In this interview given to four liberal media of Central Europe, Emmanuel Macron declared to have good relations with Viktor Orbán, he said he respects him and even that hes appreciates him. How should then one understand his statement made during his participation in Slovakia at a not very successful summit of Globsec, in which he asked: “What are these leaders doing with these crazy minds and lying to their people?”, referring to Poland and Hungary, before wanting to make believe again that Poland and Hungary are “anti-European”. A bad joke, as it comes from someone who wants to change the Europe’s populations and cultures …

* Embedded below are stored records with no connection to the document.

#[cfg(test)]
mod tests {
    use super::*;
    use std::collections::VecDeque;
    use std::sync::{Arc, Mutex};
    use tokio::time::Instant;

    fn executor(max_attempts: u32) -> RetryExecutor {
        RetryExecutor::new(RetryPolicy::fixed(
            max_attempts,
            Duration::from_secs(1),
            Duration::from_secs(10),
        ))
    }

    /// Replays scripted outcomes and records when each attempt started
    fn scripted(
        codes: Vec<u16>,
        calls: Arc<Mutex<Vec<Instant>>>,
    ) -> impl FnMut(u32) -> futures::future::Ready<crate::Result<u16>> {
        let mut queue: VecDeque<u16> = codes.into();
        move |_attempt| {
            calls.lock().unwrap().push(Instant::now());
            futures::future::ready(Ok(queue.pop_front().unwrap_or(200)))
        }
    }

    fn assert_close(actual: Duration, expected: Duration) {
        assert!(
            actual >= expected && actual < expected + Duration::from_millis(5),
            "expected ~{:?}, got {:?}",
            expected,
            actual
        );
    }

    #[test]
    fn test_should_retry_false_at_or_beyond_max() {
        let exec = executor(3);
        assert!(exec.should_retry(429, 0));
        assert!(exec.should_retry(429, 2));
        assert!(!exec.should_retry(429, 3));
        assert!(!exec.should_retry(429, 100));
        assert!(!exec.should_retry(404, 0));
    }

    #[test]
    fn test_compute_delay_doubles_and_caps() {
        let exec = executor(10);
        assert_eq!(exec.compute_delay(0), Duration::from_secs(1));
        assert_eq!(exec.compute_delay(1), Duration::from_secs(2));
        assert_eq!(exec.compute_delay(2), Duration::from_secs(4));
        assert_eq!(exec.compute_delay(3), Duration::from_secs(8));
        assert_eq!(exec.compute_delay(4), Duration::from_secs(10));
        assert_eq!(exec.compute_delay(40), Duration::from_secs(10));
    }

    #[test]
    fn test_compute_delay_non_decreasing_and_bounded() {
        let exec = executor(64);
        let mut previous = Duration::ZERO;
        for attempt in 0..64 {
            let delay = exec.compute_delay(attempt);
            assert!(delay >= previous, "delay decreased at attempt {}", attempt);
            assert!(delay <= Duration::from_secs(10));
            previous = delay;
        }
    }

    #[test]
    fn test_jitter_stays_within_ten_percent_and_cap() {
        let policy = RetryPolicy {
            jitter: true,
            ..RetryPolicy::fixed(10, Duration::from_secs(1), Duration::from_secs(10))
        };
        let exec = RetryExecutor::new(policy);

        for _ in 0..50 {
            let first = exec.compute_delay(1);
            assert!(first >= Duration::from_secs(2));
            assert!(first <= Duration::from_millis(2200));

            let capped = exec.compute_delay(8);
            assert_eq!(capped, Duration::from_secs(10));
        }
    }

    #[tokio::test(start_paused = true)]
    async fn test_two_backoffs_then_success() {
        let exec = executor(3);
        let calls = Arc::new(Mutex::new(Vec::new()));
        let ctx = CancellationToken::new();

        let result = exec
            .execute_with_retry(&ctx, scripted(vec![429, 429, 200], calls.clone()))
            .await;

        assert_eq!(result.unwrap(), 200);
        let calls = calls.lock().unwrap();
        assert_eq!(calls.len(), 3);
        assert_close(calls[1] - calls[0], Duration::from_secs(1));
        assert_close(calls[2] - calls[1], Duration::from_secs(2));
    }

    #[tokio::test(start_paused = true)]
    async fn test_all_retryable_exhausts_budget() {
        let exec = executor(3);
        let calls = Arc::new(Mutex::new(Vec::new()));
        let ctx = CancellationToken::new();

        let err = exec
            .execute_with_retry(&ctx, scripted(vec![429, 429, 429, 429], calls.clone()))
            .await
            .unwrap_err();

        // max_attempts counts retries: initial try + 3 retries
        assert_eq!(calls.lock().unwrap().len(), 4);
        assert!(err.is_exhausted());
        assert_eq!(err.last_outcome(), Some(&429));
        assert!(err.to_string().contains("retries exhausted"));
        match err {
            RetryError::Exhausted { attempts, .. } => assert_eq!(attempts, 4),
            other => panic!("unexpected {:?}", other),
        }
    }

    #[tokio::test(start_paused = true)]
    async fn test_non_retryable_returns_immediately() {
        let exec = executor(3);
        let calls = Arc::new(Mutex::new(Vec::new()));
        let ctx = CancellationToken::new();

        let result = exec
            .execute_with_retry(&ctx, scripted(vec![404, 200], calls.clone()))
            .await;

        assert_eq!(result.unwrap(), 404);
        assert_eq!(calls.lock().unwrap().len(), 1);
    }

    #[tokio::test(start_paused = true)]
    async fn test_transport_failure_retries_without_delay() {
        let exec = executor(2);
        let ctx = CancellationToken::new();
        let start = Instant::now();
        let mut failures = 2;

        let result = exec
            .execute_with_retry(&ctx, |_| {
                let outcome = if failures > 0 {
                    failures -= 1;
                    Err(AppError::Execution("connection reset".to_string()))
                } else {
                    Ok(200u16)
                };
                futures::future::ready(outcome)
            })
            .await;

        assert_eq!(result.unwrap(), 200);
        assert_eq!(Instant::now() - start, Duration::ZERO);
    }

    #[tokio::test]
    async fn test_transport_failures_exhaust_with_last_error() {
        let exec = executor(1);
        let ctx = CancellationToken::new();

        let err = exec
            .execute_with_retry(&ctx, |attempt| {
                futures::future::ready(Err::<u16, _>(AppError::Execution(format!(
                    "dns failure {}",
                    attempt
                ))))
            })
            .await
            .unwrap_err();

        match err {
            RetryError::Exhausted {
                attempts,
                last: LastAttempt::Failure(e),
            } => {
                assert_eq!(attempts, 2);
                assert!(e.to_string().contains("dns failure 1"));
            }
            other => panic!("unexpected {:?}", other),
        }
    }

    #[tokio::test]
    async fn test_cancelled_before_first_attempt() {
        let exec = executor(3);
        let ctx = CancellationToken::new();
        ctx.cancel();
        let calls = Arc::new(Mutex::new(Vec::new()));

        let err = exec
            .execute_with_retry(&ctx, scripted(vec![200], calls.clone()))
            .await
            .unwrap_err();

        assert!(matches!(err, RetryError::Cancelled));
        assert!(calls.lock().unwrap().is_empty());
    }

    #[tokio::test(start_paused = true)]
    async fn test_cancel_interrupts_backoff() {
        let exec = RetryExecutor::new(RetryPolicy::fixed(
            3,
            Duration::from_secs(60),
            Duration::from_secs(60),
        ));
        let ctx = CancellationToken::new();
        let canceller = ctx.clone();
        tokio::spawn(async move {
            tokio::time::sleep(Duration::from_secs(1)).await;
            canceller.cancel();
        });

        let start = Instant::now();
        let err = exec
            .execute_with_retry(&ctx, |_| futures::future::ready(Ok(503u16)))
            .await
            .unwrap_err();

        assert!(matches!(err, RetryError::Cancelled));
        assert!(Instant::now() - start < Duration::from_secs(60));
    }

    #[tokio::test]
    async fn test_cancelled_error_from_operation_not_retried() {
        let exec = executor(3);
        let ctx = CancellationToken::new();
        let mut calls = 0;

        let err = exec
            .execute_with_retry(&ctx, |_| {
                calls += 1;
                futures::future::ready(Err::<u16, _>(AppError::Cancelled))
            })
            .await
            .unwrap_err();

        assert!(matches!(err, RetryError::Cancelled));
        assert_eq!(calls, 1);
        assert!(matches!(AppError::from(err), AppError::Cancelled));
    }

    #[tokio::test(start_paused = true)]
    async fn test_timeout_from_operation_not_retried() {
        let exec = executor(3);
        let ctx = CancellationToken::new();
        let start = Instant::now();
        let mut calls = 0;

        let err = exec
            .execute_with_retry(&ctx, |_| {
                calls += 1;
                futures::future::ready(Err::<u16, _>(AppError::Timeout(Duration::from_secs(5))))
            })
            .await
            .unwrap_err();

        assert_eq!(calls, 1);
        assert_eq!(Instant::now() - start, Duration::ZERO);
        assert!(!err.is_exhausted());
        assert!(matches!(err, RetryError::Interrupted(AppError::Timeout(_))));
        assert!(AppError::from(err).is_cancellation());
    }
}
//! Probewatch - Scan Runner Entry Point
//! Resource-bounded HTTP probing with graceful shutdown

mod config;
mod probe;
mod scan;

use anyhow::{Context, Result};
use clap::Parser;
use std::sync::Arc;
use tokio_util::sync::CancellationToken;
use tracing::{error, info, warn};
use tracing_subscriber::{fmt, layer::SubscriberExt, util::SubscriberInitExt, EnvFilter};

use probewatch_core::application::{
    BoundedConcurrencyExecutor, ResourceMonitor, RetryExecutor, ServiceHandle, ShutdownManager,
    TracingProgressReporter,
};
use probewatch_core::port::id_provider::UuidProvider;
use probewatch_core::port::time_provider::SystemTimeProvider;
use probewatch_core::port::{IdProvider, ProgressReporter};
use probewatch_infra_system::SystemResourceSampler;

use config::Args;
use probe::HttpProber;
use scan::ScanSettings;

const VERSION: &str = env!("CARGO_PKG_VERSION");
const MONITOR_SERVICE: &str = "resource-monitor";

fn init_logging() -> Result<()> {
    let log_format = std::env::var("PROBEWATCH_LOG_FORMAT").unwrap_or_else(|_| "pretty".to_string());

    let env_filter = EnvFilter::try_from_default_env()
        .or_else(|_| EnvFilter::try_new("probewatch=info"))
        .context("Failed to create env filter")?;

    match log_format.as_str() {
        "json" => {
            // Production: JSON structured logging
            tracing_subscriber::registry()
                .with(env_filter)
                .with(fmt::layer().json())
                .init();
        }
        _ => {
            // Development: Pretty formatting with colors
            tracing_subscriber::registry()
                .with(env_filter)
                .with(fmt::layer().pretty())
                .init();
        }
    }
    Ok(())
}

#[tokio::main]
async fn main() -> Result<()> {
    // 1. Parse configuration and initialize logging
    let args = Args::parse();
    init_logging()?;

    info!(
        core_version = probewatch_core::VERSION,
        "Probewatch v{} starting...",
        VERSION
    );

    let thresholds = args.thresholds()?;
    let retry_policy = args.retry_policy()?;

    // 2. Root context: cancelled by Ctrl+C or by the resource monitor
    let root = CancellationToken::new();

    // 3. Setup dependencies (DI wiring)
    let progress: Arc<dyn ProgressReporter> = Arc::new(TracingProgressReporter);
    let executor = BoundedConcurrencyExecutor::new(root.clone(), args.concurrency);
    let sampler = Arc::new(SystemResourceSampler::new(executor.gauge()));

    let monitor = Arc::new(
        ResourceMonitor::new(thresholds, sampler, Arc::new(SystemTimeProvider))
            .with_progress(progress.clone()),
    );
    {
        let root = root.clone();
        monitor.set_shutdown_callback(move || {
            warn!("Resource pressure, cancelling scan");
            root.cancel();
        });
    }

    let prober = Arc::new(HttpProber::new(
        args.request_timeout(),
        RetryExecutor::new(retry_policy),
        executor,
    )?);

    // 4. Start services
    let manager = ShutdownManager::new();
    let monitor_handle = Arc::new(ServiceHandle::with_lifecycle(MONITOR_SERVICE, monitor.clone()));
    monitor_handle
        .start(root.clone())
        .await
        .context("Resource monitor start failed")?;
    manager.register(MONITOR_SERVICE, monitor_handle).await;

    {
        let root = root.clone();
        tokio::spawn(async move {
            tokio::select! {
                res = tokio::signal::ctrl_c() => {
                    match res {
                        Ok(()) => info!("Shutdown signal received, cancelling scan..."),
                        Err(e) => error!(error = ?e, "Failed to listen for Ctrl+C"),
                    }
                    root.cancel();
                }
                _ = root.cancelled() => {}
            }
        });
    }

    // 5. Run the scan
    let session_id = UuidProvider.generate_id();
    let workflow = scan::build_workflow(
        ScanSettings {
            session_id,
            targets: args.targets.clone(),
            stop_on_error: !args.continue_on_error,
            step_timeout: args.step_timeout(),
        },
        monitor,
        prober,
        progress,
    );
    let result = workflow.execute(&root).await;

    // 6. Graceful shutdown
    info!("Stopping services...");
    if let Err(e) = manager.shutdown_all().await {
        error!(error = %e, "Service shutdown reported errors");
    }
    match manager
        .wait_for_all(&CancellationToken::new(), args.shutdown_grace())
        .await
    {
        Ok(report) if report.all_signaled() => info!("All services stopped"),
        Ok(report) => warn!(timed_out = ?report.timed_out, "Services did not stop within grace period"),
        Err(e) => error!(error = %e, "Waiting for services failed"),
    }
    root.cancel();

    info!("Shutdown complete.");

    if !result.success {
        anyhow::bail!(
            "scan {} failed at step {}",
            result.session_id,
            result.failed_at.as_deref().unwrap_or("-")
        );
    }
    Ok(())
}
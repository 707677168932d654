// Resource sampler implementation
// reason: sysinfo for cross-platform process and host readings
use async_trait::async_trait;
use parking_lot::Mutex;
use std::time::Duration;
use sysinfo::{Pid, System, MINIMUM_CPU_UPDATE_INTERVAL};
use tracing::debug;

use probewatch_core::application::InFlightGauge;
use probewatch_core::error::{AppError, Result};
use probewatch_core::port::{ResourceSampler, SystemMemory};

/// Resource sampler backed by sysinfo
///
/// Worker count comes from the gauge shared with the concurrency executor.
pub struct SystemResourceSampler {
    system: Mutex<System>,
    pid: Option<Pid>,
    workers: InFlightGauge,
}

impl SystemResourceSampler {
    /// Create a new sampler
    ///
    /// # Example
    /// ```ignore
    /// let executor = BoundedConcurrencyExecutor::new(ctx, 16);
    /// let sampler = SystemResourceSampler::new(executor.gauge());
    /// ```
    pub fn new(workers: InFlightGauge) -> Self {
        let pid = match sysinfo::get_current_pid() {
            Ok(pid) => Some(pid),
            Err(e) => {
                debug!(error = e, "Current pid unavailable, app memory will not be sampled");
                None
            }
        };

        Self {
            system: Mutex::new(System::new()),
            pid,
            workers,
        }
    }
}

#[async_trait]
impl ResourceSampler for SystemResourceSampler {
    async fn app_memory(&self) -> Result<u64> {
        let pid = self
            .pid
            .ok_or_else(|| AppError::Sampler("current pid unavailable".to_string()))?;

        let mut sys = self.system.lock();
        if !sys.refresh_process(pid) {
            return Err(AppError::Sampler(format!("process {pid} not found")));
        }
        let rss = sys.process(pid).map(|p| p.memory()).unwrap_or(0);
        Ok(rss)
    }

    async fn system_memory(&self) -> Result<SystemMemory> {
        let mut sys = self.system.lock();
        sys.refresh_memory();

        let memory = SystemMemory {
            used_bytes: sys.used_memory(),
            total_bytes: sys.total_memory(),
        };
        if memory.total_bytes == 0 {
            return Err(AppError::Sampler("total memory reported as zero".to_string()));
        }
        Ok(memory)
    }

    async fn cpu_percent(&self, window: Duration) -> Result<f64> {
        // Usage is a delta between two refreshes
        self.system.lock().refresh_cpu();
        tokio::time::sleep(window.max(MINIMUM_CPU_UPDATE_INTERVAL)).await;

        let mut sys = self.system.lock();
        sys.refresh_cpu();
        let usage = sys.global_cpu_info().cpu_usage() as f64;

        debug!(cpu = %format!("{usage:.1}"), window_ms = window.as_millis() as u64, "CPU sampled");
        Ok(usage.clamp(0.0, 100.0))
    }

    fn worker_count(&self) -> usize {
        self.workers.get()
    }
}
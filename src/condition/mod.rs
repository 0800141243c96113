//! Condition atoms: the individual slots of a pattern tuple.
//!
//! An atom is one or more `|`-separated parts. Each part plays a single role,
//! picked from its first one or two characters in this order:
//!
//! | prefix | role |
//! |--------|------|
//! | `<=` `>=` `==` `!=` | relational bound, right-hand side kept as text |
//! | `xx` | inter-candle multiplier factor |
//! | `<` `>` | strict relational bound |
//! | `x` | intra-candle multiplier factor |
//! | `$` | pointer definition (`$1`, `$2`, ...) |
//! | none | literal value |
//!
//! Brackets are sugar: `[` and `]` stand for parentheses and `;` for the
//! argument separator, so `>=max[$1;$2;$3]` reads `>= max($1,$2,$3)`.

use std::collections::HashMap;
use std::fmt;
use std::str::FromStr;

pub mod eval;

pub use eval::EvalError;

/// Pointer name -> observed value, for one match attempt
pub type Bindings = HashMap<String, f64>;

/// Problems found while parsing a single atom
#[derive(Debug, Clone, PartialEq, thiserror::Error)]
pub enum AtomError {
    #[error("empty atom")]
    Empty,

    #[error("`{0}` is not a number")]
    InvalidNumber(String),

    #[error("`{0}` is not a pointer name, expected `$` followed by digits")]
    InvalidPointer(String),
}

// ============================================================
// COMPILED FORM
// ============================================================

/// Relational right-hand sides, evaluated lazily at comparison time
#[derive(Debug, Clone, Default, PartialEq)]
pub struct Bounds {
    pub le: Option<String>,
    pub ge: Option<String>,
    pub eq: Option<String>,
    pub ne: Option<String>,
    pub lt: Option<String>,
    pub gt: Option<String>,
}

impl Bounds {
    fn iter_mut(&mut self) -> impl Iterator<Item = &mut String> {
        [
            &mut self.le,
            &mut self.ge,
            &mut self.eq,
            &mut self.ne,
            &mut self.lt,
            &mut self.gt,
        ]
        .into_iter()
        .flatten()
    }
}

/// One parsed constraint atom. Immutable once compiled.
#[derive(Debug, Clone, PartialEq)]
pub struct ConditionExpression {
    raw: String,
    literal: Option<f64>,
    bounds: Bounds,
    pointer: Option<String>,
    intra: Option<f64>,
    inter: Option<f64>,
}

impl ConditionExpression {
    pub fn parse(text: &str) -> Result<Self, AtomError> {
        let raw = text.trim();
        if raw.is_empty() {
            return Err(AtomError::Empty);
        }

        let mut expr = Self {
            raw: raw.to_string(),
            literal: None,
            bounds: Bounds::default(),
            pointer: None,
            intra: None,
            inter: None,
        };

        for part in raw.split('|') {
            let part = part.trim();
            if !part.is_empty() {
                expr.parse_part(&normalize(part))?;
            }
        }

        Ok(expr)
    }

    fn parse_part(&mut self, part: &str) -> Result<(), AtomError> {
        let rhs = |s: &str| Some(s.trim().to_string());

        if let Some(s) = part.strip_prefix("<=") {
            self.bounds.le = rhs(s);
        } else if let Some(s) = part.strip_prefix(">=") {
            self.bounds.ge = rhs(s);
        } else if let Some(s) = part.strip_prefix("==") {
            self.bounds.eq = rhs(s);
        } else if let Some(s) = part.strip_prefix("!=") {
            self.bounds.ne = rhs(s);
        } else if let Some(s) = part.strip_prefix("xx") {
            self.inter = Some(parse_number(s)?);
        } else if let Some(s) = part.strip_prefix('<') {
            self.bounds.lt = rhs(s);
        } else if let Some(s) = part.strip_prefix('>') {
            self.bounds.gt = rhs(s);
        } else if let Some(s) = part.strip_prefix('x') {
            self.intra = Some(parse_number(s)?);
        } else if let Some(digits) = part.strip_prefix('$') {
            if digits.is_empty() || !digits.bytes().all(|b| b.is_ascii_digit()) {
                return Err(AtomError::InvalidPointer(part.to_string()));
            }
            self.pointer = Some(part.to_string());
        } else {
            self.literal = Some(parse_number(part)?);
        }
        Ok(())
    }

    /// Atom text as written, trimmed
    #[inline]
    pub fn raw(&self) -> &str {
        &self.raw
    }

    #[inline]
    pub fn literal(&self) -> Option<f64> {
        self.literal
    }

    #[inline]
    pub fn bounds(&self) -> &Bounds {
        &self.bounds
    }

    /// Name this atom binds its observed value to, e.g. `$2`
    #[inline]
    pub fn pointer(&self) -> Option<&str> {
        self.pointer.as_deref()
    }

    #[inline]
    pub fn intra_multiplier(&self) -> Option<f64> {
        self.intra
    }

    #[inline]
    pub fn inter_multiplier(&self) -> Option<f64> {
        self.inter
    }

    /// Compare without any resolution; placeholders stay unbound.
    pub fn compare(&self, observed: f64, checkzero: bool) -> bool {
        ResolvedCondition::from(self).compare(observed, checkzero)
    }
}

impl FromStr for ConditionExpression {
    type Err = AtomError;

    fn from_str(s: &str) -> Result<Self, Self::Err> {
        Self::parse(s)
    }
}

impl fmt::Display for ConditionExpression {
    fn fmt(&self, f: &mut fmt::Formatter<'_>) -> fmt::Result {
        f.write_str(&self.raw)
    }
}

fn normalize(part: &str) -> String {
    part.replace('[', "(").replace(']', ")").replace(';', ",")
}

fn parse_number(s: &str) -> Result<f64, AtomError> {
    let s = s.trim();
    s.parse::<f64>()
        .ok()
        .filter(|v| v.is_finite())
        .ok_or_else(|| AtomError::InvalidNumber(s.to_string()))
}

// ============================================================
// WORKING COPY
// ============================================================

/// Multiplier state within one match attempt.
///
/// A factor is folded into a lower bound at most once.
#[derive(Debug, Clone, Copy, PartialEq)]
pub enum Multiplier {
    Pending(f64),
    Folded,
}

impl Multiplier {
    /// A pending factor of exactly 1 anchors the fold on its own slot.
    #[inline]
    pub fn is_root(self) -> bool {
        matches!(self, Multiplier::Pending(f) if f == 1.0)
    }

    /// Consume the factor, leaving the multiplier folded.
    #[inline]
    pub fn take(&mut self) -> Option<f64> {
        match std::mem::replace(self, Multiplier::Folded) {
            Multiplier::Pending(f) => Some(f),
            Multiplier::Folded => None,
        }
    }
}

/// Per-attempt copy of a [`ConditionExpression`] with pointers substituted
/// and multiplier floors applied.
#[derive(Debug, Clone, PartialEq)]
pub struct ResolvedCondition {
    pub bounds: Bounds,
    /// Lower bound raised by multiplier folds, checked together with `ge`
    pub ge_floor: Option<f64>,
    pub literal: Option<f64>,
    pub intra: Option<Multiplier>,
    pub inter: Option<Multiplier>,
}

impl From<&ConditionExpression> for ResolvedCondition {
    fn from(expr: &ConditionExpression) -> Self {
        Self {
            bounds: expr.bounds.clone(),
            ge_floor: None,
            literal: expr.literal,
            intra: expr.intra.map(Multiplier::Pending),
            inter: expr.inter.map(Multiplier::Pending),
        }
    }
}

impl ResolvedCondition {
    /// Replace bound placeholders in every relational right-hand side.
    pub fn substitute(&mut self, bindings: &Bindings) {
        if bindings.is_empty() {
            return;
        }
        for rhs in self.bounds.iter_mut() {
            if rhs.contains('$') {
                *rhs = eval::substitute(rhs, bindings);
            }
        }
    }

    /// Raise the lower bound to at least `floor`.
    pub fn raise_floor(&mut self, floor: f64) {
        self.ge_floor = Some(self.ge_floor.map_or(floor, |current| current.max(floor)));
    }

    /// Check `observed` against every constraint, stopping at the first miss.
    ///
    /// Order: `le`, `ge`, `eq`, `ne`, `lt`, `gt`, literal. A literal of 0 is a
    /// wildcard unless `checkzero` is set (trend tuples, where 0 means ranging).
    pub fn compare(&self, observed: f64, checkzero: bool) -> bool {
        let b = &self.bounds;
        holds(&b.le, |rhs| observed <= rhs)
            && holds(&b.ge, |rhs| observed >= rhs)
            && self.ge_floor.map_or(true, |floor| observed >= floor)
            && holds(&b.eq, |rhs| observed == rhs)
            && holds(&b.ne, |rhs| observed != rhs)
            && holds(&b.lt, |rhs| observed < rhs)
            && holds(&b.gt, |rhs| observed > rhs)
            && match self.literal {
                None => true,
                Some(v) if v == 0.0 && !checkzero => true,
                Some(v) => observed == v,
            }
    }
}

fn holds(rhs: &Option<String>, test: impl FnOnce(f64) -> bool) -> bool {
    let Some(expr) = rhs else {
        return true;
    };
    match eval::evaluate(expr) {
        Ok(value) => test(value),
        Err(err) => {
            log::trace!("constraint `{expr}` treated as unsatisfied: {err}");
            false
        }
    }
}

#[cfg(test)]
mod tests {
    use super::*;

    #[test]
    fn test_parse_roles() {
        let e = ConditionExpression::parse(">=max[$1;$2;$3]").unwrap();
        assert_eq!(e.bounds().ge.as_deref(), Some("max($1,$2,$3)"));
        assert!(e.literal().is_none());

        let e = ConditionExpression::parse("<=5").unwrap();
        assert_eq!(e.bounds().le.as_deref(), Some("5"));

        let e = ConditionExpression::parse(">80").unwrap();
        assert_eq!(e.bounds().gt.as_deref(), Some("80"));

        let e = ConditionExpression::parse("xx4").unwrap();
        assert_eq!(e.inter_multiplier(), Some(4.0));
        assert!(e.intra_multiplier().is_none());

        let e = ConditionExpression::parse("x3").unwrap();
        assert_eq!(e.intra_multiplier(), Some(3.0));

        let e = ConditionExpression::parse("$1").unwrap();
        assert_eq!(e.pointer(), Some("$1"));

        let e = ConditionExpression::parse("+1").unwrap();
        assert_eq!(e.literal(), Some(1.0));

        let e = ConditionExpression::parse("-1").unwrap();
        assert_eq!(e.literal(), Some(-1.0));
    }

    #[test]
    fn test_parse_compound_atom() {
        let e = ConditionExpression::parse("$2|<[$3-[abs[$3-$4]/2]]").unwrap();
        assert_eq!(e.pointer(), Some("$2"));
        assert_eq!(e.bounds().lt.as_deref(), Some("$3-(abs($3-$4)/2)"));

        let e = ConditionExpression::parse(">$2*0.5|<$2*1.5|>=47.5").unwrap();
        assert_eq!(e.bounds().gt.as_deref(), Some("$2*0.5"));
        assert_eq!(e.bounds().lt.as_deref(), Some("$2*1.5"));
        assert_eq!(e.bounds().ge.as_deref(), Some("47.5"));

        let e = ConditionExpression::parse(">5|x1").unwrap();
        assert_eq!(e.bounds().gt.as_deref(), Some("5"));
        assert_eq!(e.intra_multiplier(), Some(1.0));
    }

    #[test]
    fn test_parse_errors() {
        assert_eq!(ConditionExpression::parse("  "), Err(AtomError::Empty));
        assert!(matches!(
            ConditionExpression::parse("abc"),
            Err(AtomError::InvalidNumber(_))
        ));
        assert!(matches!(
            ConditionExpression::parse("x"),
            Err(AtomError::InvalidNumber(_))
        ));
        assert!(matches!(
            ConditionExpression::parse("$a"),
            Err(AtomError::InvalidPointer(_))
        ));
    }

    #[test]
    fn test_malformed_rhs_parses_but_never_holds() {
        let e = ConditionExpression::parse(">=foo(1)").unwrap();
        assert!(!e.compare(100.0, false));
    }

    #[test]
    fn test_raw_text_round_trip() {
        let e: ConditionExpression = "  $2|>=47.5 ".parse().unwrap();
        assert_eq!(e.raw(), "$2|>=47.5");
        assert_eq!(e.to_string(), "$2|>=47.5");
    }

    #[test]
    fn test_compare_bounds() {
        let e = ConditionExpression::parse(">20").unwrap();
        assert!(e.compare(20.5, false));
        assert!(!e.compare(20.0, false));

        let e = ConditionExpression::parse("<=5").unwrap();
        assert!(e.compare(5.0, false));
        assert!(!e.compare(5.1, false));

        let e = ConditionExpression::parse("!=3").unwrap();
        assert!(!e.compare(3.0, false));

        let e = ConditionExpression::parse("==[1+2]").unwrap();
        assert!(e.compare(3.0, false));
    }

    #[test]
    fn test_literal_zero_semantics() {
        let zero = ConditionExpression::parse("0").unwrap();
        assert!(zero.compare(37.2, false));
        assert!(zero.compare(-1.0, false));
        assert!(zero.compare(0.0, true));
        assert!(!zero.compare(1.0, true));
        assert!(!zero.compare(-1.0, true));

        let up = ConditionExpression::parse("+1").unwrap();
        assert!(up.compare(1.0, false));
        assert!(!up.compare(-1.0, false));
    }

    #[test]
    fn test_unbound_placeholder_fails_softly() {
        let e = ConditionExpression::parse(">=max[$1;$2;$3]").unwrap();
        assert!(!e.compare(100.0, false));
    }

    #[test]
    fn test_substitute_and_floor() {
        let e = ConditionExpression::parse(">$1*0.9|<$1*1.1").unwrap();
        let mut r = ResolvedCondition::from(&e);
        let mut bindings = Bindings::new();
        bindings.insert("$1".to_string(), 100.0);
        r.substitute(&bindings);
        assert_eq!(r.bounds.gt.as_deref(), Some("100*0.9"));
        assert!(r.compare(105.0, false));
        assert!(!r.compare(111.0, false));

        r.raise_floor(104.0);
        r.raise_floor(102.0);
        assert_eq!(r.ge_floor, Some(104.0));
        assert!(!r.compare(103.0, false));
        assert!(r.compare(104.0, false));
    }

    #[test]
    fn test_multiplier_take_once() {
        let mut m = Multiplier::Pending(1.0);
        assert!(m.is_root());
        assert_eq!(m.take(), Some(1.0));
        assert_eq!(m, Multiplier::Folded);
        assert_eq!(m.take(), None);
        assert!(!Multiplier::Pending(2.0).is_root());
    }
}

During his stay, Emmanuel Macron did not fail to repeat everywhere that there was no division between the East and the West. However, the negotiations with Slovakia and Czechia – it is safe to assume that it was a “migrant contra posted workers” deal; that is to say, that Macron has assured Prague and Bratislava of his support against the distribution of migrants in exchange for accommodation on the issue of posted workers – are obviously an attempt to divide Central Europe.
His support for the very pro-Western Romanian President Klaus Iohannis, opposed to the policy of rapprochement with the V4 led by his government, is also in line with the Macronian policy of dividing the CEECs.
But it is clear that these attempts are in vain. The lack of substance of the young banker-president, the horror that the Macronian civilization project represents in the eyes of a large majority of Central Europeans, make the attempts of the Paris’ regime to break the free cooperation of the countries of Central Europe absolutely inefficient.